// src/lib.rs

pub mod app;
pub mod channel;
pub mod cli;
pub mod config;
pub mod dag;
pub mod engine;
pub mod errors;
pub mod exec;
pub mod future;
pub mod kernel;
pub mod logging;
pub mod provider;
pub mod retry;
pub mod rundir;
pub mod types;
pub mod workflow;

pub use app::{AppBuilder, AppDescriptor, Args, ResolvedArgs};
pub use errors::{KernelError, TaskError};
pub use future::{AppFuture, AppValue, DataFuture};
pub use kernel::{DataFlowKernel, KernelOptions, ShutdownReport};

use anyhow::Result;
use tracing::{debug, info, warn};

use crate::cli::CliArgs;
use crate::config::{load_and_validate, ArgRef, ExecutorSpec, KernelConfig};
use crate::workflow::run_workflow;

/// High-level entry point used by `main.rs`.
///
/// This wires together:
/// - config loading
/// - kernel + executors
/// - workflow submission
/// - Ctrl-C handling
///
/// Returns whether every task succeeded.
pub async fn run(args: CliArgs) -> Result<bool> {
    let mut cfg = load_and_validate(&args.config)?;
    if args.fail_fast {
        cfg.kernel.fail_fast = true;
    }

    if args.dry_run {
        print_dry_run(&cfg);
        return Ok(true);
    }

    let kernel = DataFlowKernel::from_config(&cfg)?;
    info!(run_dir = %kernel.run_dir().display(), "running workflow");

    let report = tokio::select! {
        report = run_workflow(&kernel, &cfg) => Some(report?),
        res = tokio::signal::ctrl_c() => {
            if let Err(e) = res {
                warn!(error = %e, "failed to listen for Ctrl+C");
            }
            info!("interrupted; shutting down");
            None
        }
    };

    let shutdown = kernel.shutdown(args.shutdown_timeout).await?;
    debug!(?shutdown, "kernel stopped");

    let Some(report) = report else {
        return Ok(false);
    };

    for result in &report.results {
        println!("{result}");
    }
    let failed = report.failed().count();
    if failed > 0 {
        warn!(failed, total = report.results.len(), "workflow finished with failures");
    }
    Ok(failed == 0)
}

/// Simple dry-run output: print executors, then tasks in submission order.
fn print_dry_run(cfg: &KernelConfig) {
    println!("dagkernel dry-run");
    println!("  kernel.run_dir = {}", cfg.kernel.run_dir.display());
    println!("  kernel.retries = {}", cfg.kernel.retries);
    if cfg.kernel.fail_fast {
        println!("  kernel.fail_fast = true");
    }
    if let Some(default) = &cfg.kernel.default_executor {
        println!("  kernel.default_executor = {default}");
    }
    println!();

    println!("executors ({}):", cfg.executors.len());
    for (name, spec) in &cfg.executors {
        match spec {
            ExecutorSpec::Local { max_workers, .. } => {
                println!("  - {name}: local, max_workers = {max_workers}");
            }
            ExecutorSpec::Batch {
                max_workers,
                provider,
                ..
            } => {
                println!(
                    "  - {name}: batch ({}), max_workers = {max_workers}",
                    provider.scheduler
                );
            }
        }
    }
    println!();

    println!("tasks ({}):", cfg.tasks.len());
    for name in cfg.topological_order() {
        let Some(task) = cfg.tasks.get(name) else {
            continue;
        };
        println!("  - {name}");
        println!("      cmd: {}", task.cmd);
        let deps = task.dependencies();
        if !deps.is_empty() {
            println!("      depends on: {deps:?}");
        }
        for (key, arg) in &task.args {
            match arg {
                ArgRef::Value(v) => println!("      {key} = {v}"),
                ArgRef::Task(t) => println!("      {key} = result of {t}"),
                ArgRef::Output { task, file } => println!("      {key} = {file} from {task}"),
            }
        }
        if !task.outputs.is_empty() {
            println!("      outputs: {:?}", task.outputs);
        }
        if let Some(retries) = task.retries {
            println!("      retries: {retries}");
        }
        if let Some(walltime) = task.walltime {
            println!("      walltime: {walltime:?}");
        }
    }

    debug!("dry-run complete (no execution)");
}
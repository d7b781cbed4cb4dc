// src/exec/registry.rs

use std::collections::BTreeMap;
use std::fmt;
use std::sync::Arc;

use tracing::warn;

use crate::errors::{KernelError, Result};
use crate::exec::backend::{ExecContext, ExecutorBackend};

/// The fixed set of named executors a kernel dispatches to.
#[derive(Clone, Default)]
pub struct ExecutorRegistry {
    executors: BTreeMap<String, Arc<dyn ExecutorBackend>>,
}

impl ExecutorRegistry {
    pub fn new() -> Self {
        Self::default()
    }

    /// Register an executor under its own name.
    pub fn add<E>(&mut self, executor: E) -> Result<()>
    where
        E: ExecutorBackend + 'static,
    {
        self.add_shared(Arc::new(executor))
    }

    /// Register an executor the caller keeps a handle to.
    pub fn add_shared(&mut self, executor: Arc<dyn ExecutorBackend>) -> Result<()> {
        let name = executor.name().to_string();
        if self.executors.contains_key(&name) {
            return Err(KernelError::ConfigError(format!(
                "executor '{name}' registered twice"
            )));
        }
        self.executors.insert(name, executor);
        Ok(())
    }

    /// Builder-style [`ExecutorRegistry::add`].
    pub fn with<E>(mut self, executor: E) -> Result<Self>
    where
        E: ExecutorBackend + 'static,
    {
        self.add(executor)?;
        Ok(self)
    }

    pub fn get(&self, name: &str) -> Option<Arc<dyn ExecutorBackend>> {
        self.executors.get(name).cloned()
    }

    pub fn names(&self) -> impl Iterator<Item = &str> {
        self.executors.keys().map(String::as_str)
    }

    pub fn len(&self) -> usize {
        self.executors.len()
    }

    pub fn is_empty(&self) -> bool {
        self.executors.is_empty()
    }

    pub(crate) fn start_all(&self, ctx: &ExecContext) -> Result<()> {
        for executor in self.executors.values() {
            executor.start(ctx.clone())?;
        }
        Ok(())
    }

    /// Shut every executor down; failures are logged, not returned.
    pub(crate) async fn shutdown_all(&self) {
        for (name, executor) in &self.executors {
            if let Err(e) = executor.shutdown().await {
                warn!(executor = %name, error = %e, "executor shutdown failed");
            }
        }
    }
}

impl fmt::Debug for ExecutorRegistry {
    fn fmt(&self, f: &mut fmt::Formatter<'_>) -> fmt::Result {
        f.debug_list().entries(self.executors.keys()).finish()
    }
}
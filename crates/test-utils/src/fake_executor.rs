use std::collections::BTreeMap;
use std::sync::atomic::{AtomicUsize, Ordering};
use std::sync::{Arc, Mutex, OnceLock};

use dagkernel::errors::{KernelError, Result, TaskError};
use dagkernel::exec::{DispatchedTask, ExecContext, ExecHandle, ExecStatus, ExecutorBackend};
use dagkernel::future::{AppValue, Outcome};
use dagkernel::types::BoxFuture;

type Responder = Arc<dyn Fn(&DispatchedTask) -> Outcome + Send + Sync>;

/// Shared view on what a fake executor saw. Clone it before handing the
/// executor to a registry.
#[derive(Clone, Default)]
pub struct ExecutorLog {
    dispatched: Arc<Mutex<Vec<DispatchedTask>>>,
    cancelled: Arc<Mutex<Vec<ExecHandle>>>,
    shutdowns: Arc<AtomicUsize>,
}

impl ExecutorLog {
    pub fn dispatched(&self) -> Vec<DispatchedTask> {
        self.dispatched.lock().unwrap().clone()
    }

    /// `(task_id, attempt)` of every dispatch, in order.
    pub fn attempts(&self) -> Vec<(u64, u32)> {
        self.dispatched()
            .iter()
            .map(|t| (t.task_id, t.attempt))
            .collect()
    }

    pub fn dispatched_ids(&self) -> Vec<u64> {
        self.dispatched().iter().map(|t| t.task_id).collect()
    }

    pub fn was_dispatched(&self, task_id: u64) -> bool {
        self.dispatched().iter().any(|t| t.task_id == task_id)
    }

    pub fn cancelled(&self) -> Vec<ExecHandle> {
        self.cancelled.lock().unwrap().clone()
    }

    pub fn shutdowns(&self) -> usize {
        self.shutdowns.load(Ordering::SeqCst)
    }
}

/// A fake executor that:
/// - records every dispatched task
/// - immediately reports started + completed with whatever the responder
///   returns (success with a `null` value by default).
pub struct RecordingExecutor {
    name: String,
    responder: Responder,
    log: ExecutorLog,
    ctx: OnceLock<ExecContext>,
}

impl RecordingExecutor {
    pub fn new(name: &str) -> Self {
        Self::responding(name, |_| Ok(AppValue::new(serde_json::Value::Null)))
    }

    pub fn responding<F>(name: &str, responder: F) -> Self
    where
        F: Fn(&DispatchedTask) -> Outcome + Send + Sync + 'static,
    {
        Self {
            name: name.to_string(),
            responder: Arc::new(responder),
            log: ExecutorLog::default(),
            ctx: OnceLock::new(),
        }
    }

    /// Fail every attempt with `ExecutionFailed`.
    pub fn failing(name: &str, message: &str) -> Self {
        let message = message.to_string();
        Self::responding(name, move |t| {
            Err(TaskError::execution(t.task_id, message.clone()))
        })
    }

    pub fn log(&self) -> ExecutorLog {
        self.log.clone()
    }
}

impl ExecutorBackend for RecordingExecutor {
    fn name(&self) -> &str {
        &self.name
    }

    fn max_workers(&self) -> usize {
        usize::MAX
    }

    fn start(&self, ctx: ExecContext) -> Result<()> {
        self.ctx
            .set(ctx)
            .map_err(|_| KernelError::ConfigError("started twice".to_string()))
    }

    fn submit(&self, task: DispatchedTask) -> BoxFuture<'_, Result<ExecHandle>> {
        Box::pin(async move {
            let ctx = self
                .ctx
                .get()
                .ok_or_else(|| KernelError::ConfigError("not started".to_string()))?;
            let handle = task.handle();
            self.log.dispatched.lock().unwrap().push(task.clone());

            let outcome = (self.responder)(&task);
            ctx.sink.started(handle);
            ctx.sink.completed(handle, outcome);
            Ok(handle)
        })
    }

    fn poll(&self, _handle: ExecHandle) -> BoxFuture<'_, ExecStatus> {
        Box::pin(async { ExecStatus::Done })
    }

    fn cancel(&self, handle: ExecHandle) -> BoxFuture<'_, Result<()>> {
        Box::pin(async move {
            self.log.cancelled.lock().unwrap().push(handle);
            Ok(())
        })
    }

    fn shutdown(&self) -> BoxFuture<'_, Result<()>> {
        Box::pin(async move {
            self.log.shutdowns.fetch_add(1, Ordering::SeqCst);
            Ok(())
        })
    }
}

/// Test-side handle of a [`ManualExecutor`]: decide when and how each
/// attempt finishes.
#[derive(Clone, Default)]
pub struct ManualControl {
    log: ExecutorLog,
    ctx: Arc<OnceLock<ExecContext>>,
    open: Arc<Mutex<BTreeMap<ExecHandle, DispatchedTask>>>,
}

impl ManualControl {
    pub fn log(&self) -> &ExecutorLog {
        &self.log
    }

    /// Attempts submitted and not yet completed, oldest first.
    pub fn open(&self) -> Vec<ExecHandle> {
        self.open.lock().unwrap().keys().copied().collect()
    }

    pub fn open_count(&self) -> usize {
        self.open.lock().unwrap().len()
    }

    pub fn is_open(&self, task_id: u64) -> bool {
        self.open().iter().any(|h| h.task_id == task_id)
    }

    /// Open attempt of `task_id`, if any.
    pub fn handle_of(&self, task_id: u64) -> Option<ExecHandle> {
        self.open().into_iter().find(|h| h.task_id == task_id)
    }

    pub fn start(&self, handle: ExecHandle) {
        if let Some(ctx) = self.ctx.get() {
            ctx.sink.started(handle);
        }
    }

    /// Report an outcome for `handle` (even if it is no longer open, to
    /// simulate late completions).
    pub fn complete(&self, handle: ExecHandle, outcome: Outcome) {
        self.open.lock().unwrap().remove(&handle);
        if let Some(ctx) = self.ctx.get() {
            ctx.sink.completed(handle, outcome);
        }
    }

    pub fn succeed(&self, handle: ExecHandle, value: serde_json::Value) {
        self.complete(handle, Ok(AppValue::new(value)));
    }

    pub fn fail(&self, handle: ExecHandle, message: &str) {
        self.complete(
            handle,
            Err(TaskError::execution(handle.task_id, message.to_string())),
        );
    }
}

/// Executor that accepts attempts and leaves them running until the test
/// completes them through its [`ManualControl`].
pub struct ManualExecutor {
    name: String,
    control: ManualControl,
}

impl ManualExecutor {
    pub fn new(name: &str) -> (Self, ManualControl) {
        let control = ManualControl::default();
        (
            Self {
                name: name.to_string(),
                control: control.clone(),
            },
            control,
        )
    }
}

impl ExecutorBackend for ManualExecutor {
    fn name(&self) -> &str {
        &self.name
    }

    fn max_workers(&self) -> usize {
        usize::MAX
    }

    fn start(&self, ctx: ExecContext) -> Result<()> {
        self.control
            .ctx
            .set(ctx)
            .map_err(|_| KernelError::ConfigError("started twice".to_string()))
    }

    fn submit(&self, task: DispatchedTask) -> BoxFuture<'_, Result<ExecHandle>> {
        Box::pin(async move {
            let handle = task.handle();
            self.control.log.dispatched.lock().unwrap().push(task.clone());
            self.control.open.lock().unwrap().insert(handle, task);
            Ok(handle)
        })
    }

    fn poll(&self, handle: ExecHandle) -> BoxFuture<'_, ExecStatus> {
        Box::pin(async move {
            if self.control.open.lock().unwrap().contains_key(&handle) {
                ExecStatus::Running
            } else {
                ExecStatus::Done
            }
        })
    }

    fn cancel(&self, handle: ExecHandle) -> BoxFuture<'_, Result<()>> {
        Box::pin(async move {
            self.control.log.cancelled.lock().unwrap().push(handle);
            Ok(())
        })
    }

    fn shutdown(&self) -> BoxFuture<'_, Result<()>> {
        Box::pin(async move {
            self.control.log.shutdowns.fetch_add(1, Ordering::SeqCst);
            Ok(())
        })
    }
}
// src/dag/mod.rs

//! Task graph and scheduling.
//!
//! - [`graph`] holds the dependency graph, grown one submission at a time.
//! - [`scheduler`] contains the per-task state machine: dependency counting,
//!   dispatch, retries, cancellation and shutdown draining.
//! - [`task_info`] provides task records and the dispatched task type.
//! - [`scheduler_step`] defines the result type for scheduler steps.
//! - [`state_manager`] applies state transitions and picks executors.

pub mod graph;
pub mod scheduler;
pub mod scheduler_step;
pub mod state_manager;
pub mod task_info;

pub use graph::DagGraph;
pub use scheduler::Scheduler;
pub use scheduler_step::{RemoteCancel, SchedulerStep, Settlement};
pub use state_manager::ExecutorSelector;
pub use task_info::{
    DispatchedTask, ExecHandle, StatusSummary, TaskNode, TaskSnapshot, TaskState,
};
// src/main.rs

use dagkernel::{cli, logging, run};

#[tokio::main]
async fn main() {
    match run_main().await {
        Ok(true) => {}
        Ok(false) => std::process::exit(2),
        Err(err) => {
            eprintln!("dagkernel error: {err:?}");
            std::process::exit(1);
        }
    }
}

async fn run_main() -> anyhow::Result<bool> {
    let args = cli::parse();
    logging::init_logging(args.log_level)?;
    run(args).await
}
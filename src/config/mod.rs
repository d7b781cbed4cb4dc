// src/config/mod.rs

//! Configuration loading and validation for dagkernel.
//!
//! Responsibilities:
//! - Define the TOML-backed data model (`model.rs`).
//! - Load a config file from disk (`loader.rs`).
//! - Validate references, durations and DAG correctness (`validate.rs`).
//! - Build executors, kernel options and apps from it (`build.rs`).

pub mod build;
pub mod loader;
pub mod model;
pub mod validate;

pub use build::{build_app, build_executors, kernel_options};
pub use loader::{default_config_path, load_and_validate, load_from_path, parse_and_validate};
pub use model::{
    ArgRef, ChannelConfig, ExecutorKind, ExecutorSpec, KernelConfig, KernelSettings,
    ProviderSpec, RawConfigFile, TaskSpec,
};
pub use validate::IMPLICIT_EXECUTOR;
// src/config/build.rs

//! Turn a validated [`KernelConfig`] into the runtime objects a kernel is
//! made of.

use std::sync::Arc;

use tracing::debug;

use crate::app::{AppBuilder, AppDescriptor};
use crate::channel::{Channel, LocalChannel, SshChannel};
use crate::config::model::{ChannelConfig, ExecutorSpec, KernelConfig, ProviderSpec, TaskSpec};
use crate::errors::Result;
use crate::exec::{BatchExecutor, Executor, ExecutorRegistry, LocalExecutor};
use crate::kernel::KernelOptions;
use crate::provider::{BatchProvider, Provider};
use crate::retry::{Backoff, RetryPolicy};

pub fn kernel_options(config: &KernelConfig) -> KernelOptions {
    let k = &config.kernel;
    KernelOptions {
        run_dir: k.run_dir.clone(),
        retry: RetryPolicy {
            default_retries: k.retries,
            backoff: Backoff::new(k.retry_delay, k.max_retry_delay),
        },
        default_executor: k.default_executor.clone(),
        shutdown_timeout: k.shutdown_timeout,
        fail_fast: k.fail_fast,
    }
}

/// One executor per `[executor.<name>]` section.
pub fn build_executors(config: &KernelConfig) -> Result<ExecutorRegistry> {
    let mut registry = ExecutorRegistry::new();
    for (name, spec) in &config.executors {
        debug!(executor = %name, kind = ?spec.kind(), workers = spec.max_workers(), "building executor");
        registry.add(build_executor(name, spec))?;
    }
    Ok(registry)
}

fn build_executor(name: &str, spec: &ExecutorSpec) -> Executor {
    match spec {
        ExecutorSpec::Local {
            max_workers,
            workdir,
        } => {
            let executor = LocalExecutor::new(name, *max_workers);
            Executor::Local(match workdir {
                Some(dir) => executor.with_workdir(dir),
                None => executor,
            })
        }
        ExecutorSpec::Batch {
            max_workers,
            settings,
            provider,
        } => Executor::Batch(BatchExecutor::new(
            name,
            *max_workers,
            build_provider(provider),
            *settings,
        )),
    }
}

pub fn build_provider(spec: &ProviderSpec) -> Arc<dyn Provider> {
    let provider = BatchProvider::new(
        spec.scheduler,
        spec.resources.clone(),
        spec.script_dir.clone(),
        build_channel(&spec.channel),
    );
    match &spec.template {
        Some(template) => Arc::new(provider.with_template(template.clone())),
        None => Arc::new(provider),
    }
}

pub fn build_channel(config: &ChannelConfig) -> Box<dyn Channel> {
    match config {
        ChannelConfig::Local { cwd: Some(dir) } => Box::new(LocalChannel::in_dir(dir)),
        ChannelConfig::Local { cwd: None } => Box::new(LocalChannel::new()),
        ChannelConfig::Ssh { host, user, port } => {
            Box::new(SshChannel::new(host.clone(), user.clone(), *port))
        }
    }
}

/// The shell app a configured task runs.
pub fn build_app(task: &TaskSpec) -> Arc<AppDescriptor> {
    let mut builder = AppBuilder::shell(&task.name, &task.cmd)
        .outputs(task.outputs.iter().cloned())
        .executor(task.executor.clone());
    if let Some(retries) = task.retries {
        builder = builder.retries(retries);
    }
    if let Some(walltime) = task.walltime {
        builder = builder.walltime(walltime);
    }
    if let Some(path) = &task.stdout {
        builder = builder.stdout(path.clone());
    }
    if let Some(path) = &task.stderr {
        builder = builder.stderr(path.clone());
    }
    builder.build()
}
// src/errors.rs

//! Crate-wide error types.
//!
//! - [`TaskError`] is the terminal error stored in a settled
//!   [`AppFuture`](crate::future::AppFuture). Every dependant of a failed task
//!   observes the same error, so it is cheap to clone.
//! - [`KernelError`] covers operational failures: configuration, IO, template
//!   rendering and internal invariant violations.

use std::sync::Arc;
use std::time::Duration;

use thiserror::Error;

use crate::types::TaskId;

/// Why a task's future failed.
#[derive(Error, Debug, Clone, PartialEq)]
pub enum TaskError {
    /// An input never produced a value. Never retried.
    #[error("task {task} not run: dependency {dependency} failed ({cause})")]
    DependencyFailed {
        task: TaskId,
        dependency: TaskId,
        cause: Arc<TaskError>,
    },

    /// The command or closure raised / exited non-zero.
    #[error("task {task} execution failed: {message}")]
    ExecutionFailed {
        task: TaskId,
        message: String,
        exit_code: Option<i32>,
    },

    /// The job exceeded its walltime budget (including time spent held).
    #[error("task {task} exceeded walltime of {walltime:?}")]
    JobTimeout {
        task: TaskId,
        job: Option<String>,
        walltime: Duration,
    },

    /// The scheduler kept the job in a held state for too long.
    #[error("task {task}: job {job} held for {held_for:?}")]
    JobHeld {
        task: TaskId,
        job: String,
        held_for: Duration,
    },

    /// Transport-level failure talking to the execution target.
    #[error("channel error: {0}")]
    Channel(String),

    /// A declared output could not be staged back, even if the command succeeded.
    #[error("task {task}: staging output '{output}' failed: {reason}")]
    OutputStagingFailed {
        task: TaskId,
        output: String,
        reason: String,
    },

    #[error("task {task} was cancelled")]
    Cancelled { task: TaskId },

    #[error("task {task} abandoned: kernel shut down")]
    KernelShutdown { task: TaskId },

    /// The kernel runs fail-fast and task `failed` failed terminally.
    #[error("task {task} aborted: task {failed} failed")]
    RunAborted { task: TaskId, failed: TaskId },
}

impl TaskError {
    /// Whether the retry policy may re-dispatch a task that failed with this error.
    ///
    /// Only failures reported by an executor are retryable; graph-level
    /// outcomes (dependency failure, cancellation, shutdown, fail-fast abort)
    /// are final.
    pub fn is_retryable(&self) -> bool {
        matches!(
            self,
            TaskError::ExecutionFailed { .. }
                | TaskError::JobTimeout { .. }
                | TaskError::JobHeld { .. }
                | TaskError::Channel(_)
                | TaskError::OutputStagingFailed { .. }
        )
    }

    /// Short stable label, used in logs and status output.
    pub fn kind(&self) -> &'static str {
        match self {
            TaskError::DependencyFailed { .. } => "dependency_failed",
            TaskError::ExecutionFailed { .. } => "execution_failed",
            TaskError::JobTimeout { .. } => "job_timeout",
            TaskError::JobHeld { .. } => "job_held",
            TaskError::Channel(_) => "channel_error",
            TaskError::OutputStagingFailed { .. } => "output_staging_failed",
            TaskError::Cancelled { .. } => "cancelled",
            TaskError::KernelShutdown { .. } => "kernel_shutdown",
            TaskError::RunAborted { .. } => "run_aborted",
        }
    }

    /// Convenience constructor for the common executor failure.
    pub fn execution(task: TaskId, message: impl Into<String>) -> Self {
        TaskError::ExecutionFailed {
            task,
            message: message.into(),
            exit_code: None,
        }
    }
}

/// Transport-level failure of a [`Channel`](crate::channel::Channel).
#[derive(Error, Debug, Clone, PartialEq, Eq)]
pub enum ChannelError {
    #[error("failed to run '{program}': {reason}")]
    Spawn { program: String, reason: String },

    /// The connection itself failed; the session is torn down and reopened
    /// on next use.
    #[error("connection to {host} failed: {message}")]
    Transport { host: String, message: String },

    #[error("copying {from} to {to} failed: {message}")]
    Transfer {
        from: String,
        to: String,
        message: String,
    },

    #[error("channel IO error: {0}")]
    Io(String),
}

impl From<std::io::Error> for ChannelError {
    fn from(e: std::io::Error) -> Self {
        ChannelError::Io(e.to_string())
    }
}

impl From<ChannelError> for TaskError {
    fn from(e: ChannelError) -> Self {
        TaskError::Channel(e.to_string())
    }
}

#[derive(Error, Debug)]
pub enum KernelError {
    /// A future was resolved or failed twice.
    #[error("future of task {0} is already settled")]
    AlreadySettled(TaskId),

    #[error("Configuration error: {0}")]
    ConfigError(String),

    #[error("Unknown executor: {0}")]
    UnknownExecutor(String),

    #[error("Cycle detected in DAG: {0}")]
    DagCycle(String),

    /// The kernel event loop is gone (after shutdown, or if it panicked).
    #[error("kernel is not running")]
    KernelStopped,

    #[error("IO error: {0}")]
    IoError(#[from] std::io::Error),

    #[error("TOML parsing error: {0}")]
    TomlError(#[from] toml::de::Error),

    #[error("Template error: {0}")]
    TemplateError(#[from] minijinja::Error),

    #[error(transparent)]
    Task(#[from] TaskError),

    #[error(transparent)]
    Channel(#[from] ChannelError),

    #[error(transparent)]
    Other(#[from] anyhow::Error),
}

pub use anyhow::Error;
pub type Result<T> = std::result::Result<T, KernelError>;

> What the task asks
Check each line in the entries above for the string "push", then give the number of matching lines alone.

> Written answer
4